A research team has developed a hyperspectral library for 14 NPK nutrient stress conditions in rice, using a terrestrial hyperspectral camera to collect and analyze 420 rice stress images. The transformer-based deep learning network SHCFTT accurately identified nutrient stress patterns, outperforming SVM, 1D-CNN, and 3D-CNN models with an accuracy ranging from 93.92% to 100%. This method enhances the precision of nutrient stress detection, contributing to improved crop health monitoring and decision-making in precision agriculture.

Rice is a vital crop for global development, but its yield and quality are threatened by various stresses, particularly nutrient stress. Traditional methods for monitoring crop stress are labor-intensive and time-consuming. While remote sensing technology shows promise, it faces challenges such as atmospheric conditions and mixed farmland communities. Current research highlights the potential of deep learning, particularly Transformer architecture, to enhance hyperspectral imaging (HSI) analysis. However, studies combining deep learning with HSI for identifying rice NPK stress are lacking.

A study (DOI: 10.34133/plantphenomics.0197) published in Plant Phenomics on 29 May 2024, aims to address this gap by developing a deep learning classification network based on CNN and Transformer architecture to accurately identify nutrient stress patterns in rice using terrestrial hyperspectral images.

A research team used HSI collected by SPECIM IQ to analyze rice under different nutrient stresses, calculating vegetation indices (NDVI, PRI, PSRI) to identify stress patterns.

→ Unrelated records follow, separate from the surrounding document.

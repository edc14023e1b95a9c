//! Auth and profile handlers.
//!
//! POST /api/auth/register — create an account
//! POST /api/auth/login    — verify credentials, set the refresh cookie
//! GET  /api/auth/token    — mint a fresh access token from the cookie
//! GET  /api/auth/logout   — revoke the stored refresh token
//! GET  /api/auth/profile  — own profile
//! PUT  /api/auth/profile  — partial profile update
//! GET  /api/auth/users    — all profiles (admin only)

use std::sync::Arc;

use axum::extract::rejection::JsonRejection;
use axum::http::StatusCode;
use axum::{Extension, Json};
use axum_extra::extract::cookie::{Cookie, CookieJar, SameSite};
use serde::{Deserialize, Serialize};

use resto_core::auth::AuthService;
use resto_core::error::RestoError;
use resto_core::principal::Principal;
use resto_core::types::{NewUser, UpdateProfile, UserProfile};

use crate::error::AppError;
use crate::handlers::take_body;
use crate::middleware::jwt::{JwtConfig, REFRESH_TOKEN_TTL_DAYS};

/// Cookie carrying the refresh token, mirrored in the user store.
pub const REFRESH_COOKIE: &str = "refreshToken";

#[derive(Debug, Deserialize)]
pub struct LoginRequest {
    pub email: String,
    pub password: String,
}

#[derive(Debug, Serialize)]
pub struct RegisterResponse {
    pub status: &'static str,
    pub message: &'static str,
    pub data: UserProfile,
}

#[derive(Debug, Serialize)]
#[serde(rename_all = "camelCase")]
pub struct LoginResponse {
    pub status: &'static str,
    pub message: &'static str,
    pub user: UserProfile,
    pub access_token: String,
}

#[derive(Debug, Serialize)]
#[serde(rename_all = "camelCase")]
pub struct TokenResponse {
    pub access_token: String,
}

#[derive(Debug, Serialize)]
pub struct UpdateResponse {
    pub status: &'static str,
    pub message: &'static str,
    pub data: UserProfile,
}

fn refresh_cookie(token: String) -> Cookie<'static> {
    Cookie::build((REFRESH_COOKIE, token))
        .path("/")
        .http_only(true)
        .same_site(SameSite::None)
        .secure(true)
        .max_age(time::Duration::days(REFRESH_TOKEN_TTL_DAYS))
        .build()
}

pub async fn register(
    Extension(auth): Extension<Arc<AuthService>>,
    body: Result<Json<NewUser>, JsonRejection>,
) -> Result<(StatusCode, Json<RegisterResponse>), AppError> {
    let new_user = take_body(body)?;
    let user = auth.register(new_user).await?;
    Ok((
        StatusCode::CREATED,
        Json(RegisterResponse {
            status: "Success",
            message: "Registration successful",
            data: user.into(),
        }),
    ))
}

pub async fn login(
    Extension(auth): Extension<Arc<AuthService>>,
    Extension(jwt_config): Extension<JwtConfig>,
    jar: CookieJar,
    body: Result<Json<LoginRequest>, JsonRejection>,
) -> Result<(CookieJar, Json<LoginResponse>), AppError> {
    let request = take_body(body)?;
    let user = auth.login(&request.email, &request.password).await?;

    let access_token = jwt_config.issue_access_token(&user)?;
    let refresh_token = jwt_config.issue_refresh_token(&user)?;
    auth.store_refresh_token(user.id, &refresh_token).await?;

    let jar = jar.add(refresh_cookie(refresh_token));
    Ok((
        jar,
        Json(LoginResponse {
            status: "Success",
            message: "Login Successful",
            user: user.into(),
            access_token,
        }),
    ))
}

/// Mint a fresh access token from the refresh cookie. The cookie must
/// both match a stored token and carry a valid refresh signature.
pub async fn token(
    Extension(auth): Extension<Arc<AuthService>>,
    Extension(jwt_config): Extension<JwtConfig>,
    jar: CookieJar,
) -> Result<Json<TokenResponse>, AppError> {
    let Some(cookie) = jar.get(REFRESH_COOKIE) else {
        return Err(RestoError::Unauthorized("missing refresh token".into()).into());
    };
    let refresh_token = cookie.value();

    let Some(user) = auth.user_by_refresh_token(refresh_token).await? else {
        return Err(RestoError::Forbidden("refresh token not recognized".into()).into());
    };
    jwt_config
        .decode_refresh(refresh_token)
        .map_err(|e| RestoError::Forbidden(format!("invalid refresh token: {e}")))?;

    let access_token = jwt_config.issue_access_token(&user)?;
    Ok(Json(TokenResponse { access_token }))
}

/// 200 when a stored session was cleared, 204 when there was nothing to
/// clear (no cookie, or the token matched no user).
pub async fn logout(
    Extension(auth): Extension<Arc<AuthService>>,
    jar: CookieJar,
) -> Result<(StatusCode, CookieJar), AppError> {
    let Some(cookie) = jar.get(REFRESH_COOKIE) else {
        return Ok((StatusCode::NO_CONTENT, jar));
    };
    let token = cookie.value().to_string();

    if auth.logout(&token).await? {
        let jar = jar.remove(Cookie::build(REFRESH_COOKIE).path("/").build());
        Ok((StatusCode::OK, jar))
    } else {
        Ok((StatusCode::NO_CONTENT, jar))
    }
}

pub async fn profile(
    Extension(auth): Extension<Arc<AuthService>>,
    Extension(principal): Extension<Principal>,
) -> Result<Json<UserProfile>, AppError> {
    let user = auth.profile(principal.user_id).await?;
    Ok(Json(user.into()))
}

pub async fn update_profile(
    Extension(auth): Extension<Arc<AuthService>>,
    Extension(principal): Extension<Principal>,
    body: Result<Json<UpdateProfile>, JsonRejection>,
) -> Result<Json<UpdateResponse>, AppError> {
    let changes = take_body(body)?;
    let user = auth.update_profile(principal.user_id, changes).await?;
    Ok(Json(UpdateResponse {
        status: "Success",
        message: "Profile updated successfully",
        data: user.into(),
    }))
}

pub async fn list_users(
    Extension(auth): Extension<Arc<AuthService>>,
    Extension(principal): Extension<Principal>,
) -> Result<Json<Vec<UserProfile>>, AppError> {
    principal.require_admin()?;
    let users = auth.list_users().await?;
    Ok(Json(users.into_iter().map(UserProfile::from).collect()))
}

The normalized difference vegetation index (NDVI) highlighted trends in nitrogen (N) stress, showing varying values across different treatments. The photochemical reflectance index (PRI) and plant senescence reflectance index (PSRI) effectively indicated potassium (K) stress levels. These indices provided a detailed view of the spectral response of rice canopies under nutrient stress. To further analyze the data, an unsupervised visualization process was employed, revealing complex clustering scenarios and demonstrating the need for advanced modeling to differentiate stress types. The study then proposed a deep learning network, SHCFTT, combining CNN and Transformer architectures to classify nutrient stress patterns from hyperspectral images. Ablation tests confirmed the model's effectiveness, showing significant improvements in classification accuracy when key modules were included. The SHCFTT model outperformed traditional methods, achieving overall accuracy (OA) and average accuracy (AA) up to 100% in both single-year and biennial datasets. Even with limited training samples, SHCFTT maintained high accuracy, proving its robustness and potential for practical applications.

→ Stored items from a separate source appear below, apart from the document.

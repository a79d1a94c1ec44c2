// Copyright (c) 2024 Mike Tsao

use crate::{audio::SampleBuffer, error::Result, traits::Transform};
use derivative::Derivative;
use derive_builder::Builder;
use serde::{Deserialize, Serialize};

/// Where a [Limiter] draws a line.
#[derive(Clone, Copy, Debug, PartialEq, Serialize, Deserialize)]
#[serde(rename_all = "kebab-case")]
pub enum Threshold {
    /// An absolute sample value.
    Amplitude(f64),
    /// A fraction of the buffer's peak at the time the limiter runs.
    Ratio(f64),
}
impl Threshold {
    fn resolve(&self, peak: f64) -> f64 {
        match self {
            Threshold::Amplitude(amplitude) => *amplitude,
            Threshold::Ratio(ratio) => ratio * peak,
        }
    }

    fn validate(&self) -> core::result::Result<(), String> {
        match self {
            Threshold::Amplitude(a) if !(*a >= 0.0) => {
                Err(format!("limiter amplitude must be non-negative, got {a}"))
            }
            Threshold::Ratio(r) if !(*r > 0.0 && *r <= 1.0) => {
                Err(format!("limiter ratio must be in (0, 1], got {r}"))
            }
            _ => Ok(()),
        }
    }
}

/// Clamps sample magnitudes. Anything louder than `maximum` is cut to it, and
/// anything quieter than `minimum` is pushed out to it, keeping its sign.
/// Exact zeros stay silent. Either side can be left open.
#[derive(Clone, Debug, Builder, Derivative, Serialize, Deserialize)]
#[derivative(Default)]
#[builder(default, build_fn(validate = "Self::validate"))]
#[serde(rename_all = "kebab-case")]
pub struct Limiter {
    /// The loudest magnitude allowed.
    #[builder(setter(strip_option))]
    maximum: Option<Threshold>,

    /// The quietest magnitude allowed.
    #[builder(setter(strip_option))]
    minimum: Option<Threshold>,
}
impl LimiterBuilder {
    fn validate(&self) -> core::result::Result<(), String> {
        if let Some(Some(t)) = &self.maximum {
            t.validate()?;
        }
        if let Some(Some(t)) = &self.minimum {
            t.validate()?;
        }
        Ok(())
    }
}
#[allow(missing_docs)]
impl Limiter {
    pub fn maximum(&self) -> Option<Threshold> {
        self.maximum
    }

    pub fn minimum(&self) -> Option<Threshold> {
        self.minimum
    }
}
impl Transform for Limiter {
    fn apply(&self, buffer: &mut SampleBuffer) -> Result<()> {
        if let Some(maximum) = self.maximum {
            let max = maximum.resolve(buffer.peak());
            buffer
                .channels_mut()
                .iter_mut()
                .flatten()
                .for_each(|s| *s = s.clamp(-max, max));
        }
        if let Some(minimum) = self.minimum {
            let min = minimum.resolve(buffer.peak());
            buffer
                .channels_mut()
                .iter_mut()
                .flatten()
                .filter(|s| **s != 0.0)
                .for_each(|s| *s = s.signum() * s.abs().max(min));
        }
        Ok(())
    }

    fn name(&self) -> &'static str {
        "Limiter"
    }
}

/// Hard clipping at a fixed amplitude.
#[derive(Clone, Debug)]
pub struct Clip(Limiter);
impl Clip {
    /// Clips to `[-max, max]`.
    pub fn new(max: f64) -> Self {
        Self(Limiter {
            maximum: Some(Threshold::Amplitude(max.abs())),
            minimum: None,
        })
    }
}
impl Transform for Clip {
    fn apply(&self, buffer: &mut SampleBuffer) -> Result<()> {
        self.0.apply(buffer)
    }

    fn name(&self) -> &'static str {
        "Clip"
    }
}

According to the study's lead researcher, Zhentao Wang, “The proposal of these methods not only has a positive effect on identifying nutrient stress in rice but also has implications for monitoring and decision-making of crop health status in the field and precision agriculture. In addition, this was a typical case study of rice nutrition coercion in highly diverse and intense field conditions. Contributed to the development of hyperspectral imaging crop phenotype research and precision agriculture field information perception.”

In summary, this research offers a reliable approach for monitoring rice health and managing nutrient stress, contributing to better crop management and precision agriculture. Future studies will focus on extending the algorithm to different crops and optimizing attention mechanisms for enhanced performance.





Original Source URL


Jinfeng Wang1*, Yuhang Chu1, Guoqing Chen1, Minyi Zhao1, Jizhuang Wu2, Ritao Qu2, Zhentao Wang1,3*


1College of Engineering, Northeast Agricultural University, Harbin 150000, China

2Yantai Agricultural Technology Popularization Center, Yantai 261400, China

3College of Life Sciences, Northwest A&F University, Yangling 712100, China

*Corresponding authors at: College of Engineering, Northeast Agricultural University, Harbin 150000,China

Funding information

This work is supported by China's National Key R & D Plan- (2021YFD200060502); China'sNational Key R & D Plan- (2018YFD0300105); and China's National Key R & D Plan- (2016YFD0300909).

About Plant Phenomics

Plant Phenomics is an Open Access journal published in affiliation with the State Key Laboratory of Crop Genetics & Germplasm Enhancement, Nanjing Agricultural University (NAU) and published by the American Association for the Advancement of Science (AAAS). Like all partners participating in the Science Partner Journal program, Plant Phenomics is editorially independent from the Science family of journals. Editorial decisions and scientific activities pursued by the journal's Editorial Board are made independently, based on scientific merit and adhering to the highest standards for accurate and ethical promotion of science. These decisions and activities are in no way influenced by the financial support of NAU, NAU administration, or any other institutions and sponsors. The Editorial Board is solely responsible for all content published in the journal. To learn more about the Science Partner Journal program, visit the SPJ program homepage.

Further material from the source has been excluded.